Work item:
Please count the lines below that contain the word "cannot", and reply with that number alone.

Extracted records
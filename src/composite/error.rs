//! Error types for compositing

use thiserror::Error;

/// Error when the canvas cannot be created.
#[derive(Debug, Clone, PartialEq, Eq, Error)]
pub enum CompositeError {
    /// No valid tile, so the bounding box has no area
    #[error("no valid maps to render (canvas would be {width}x{height})")]
    EmptyCanvas { width: i64, height: i64 },
    /// Width or height doesn't fit the image buffer
    #[error("canvas {width}x{height} is too large")]
    TooLarge { width: i64, height: i64 },
    /// The pixel buffer could not be allocated
    #[error("cannot allocate {bytes} bytes for a {width}x{height} canvas")]
    Allocation { width: u32, height: u32, bytes: usize },
}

Your solution:
2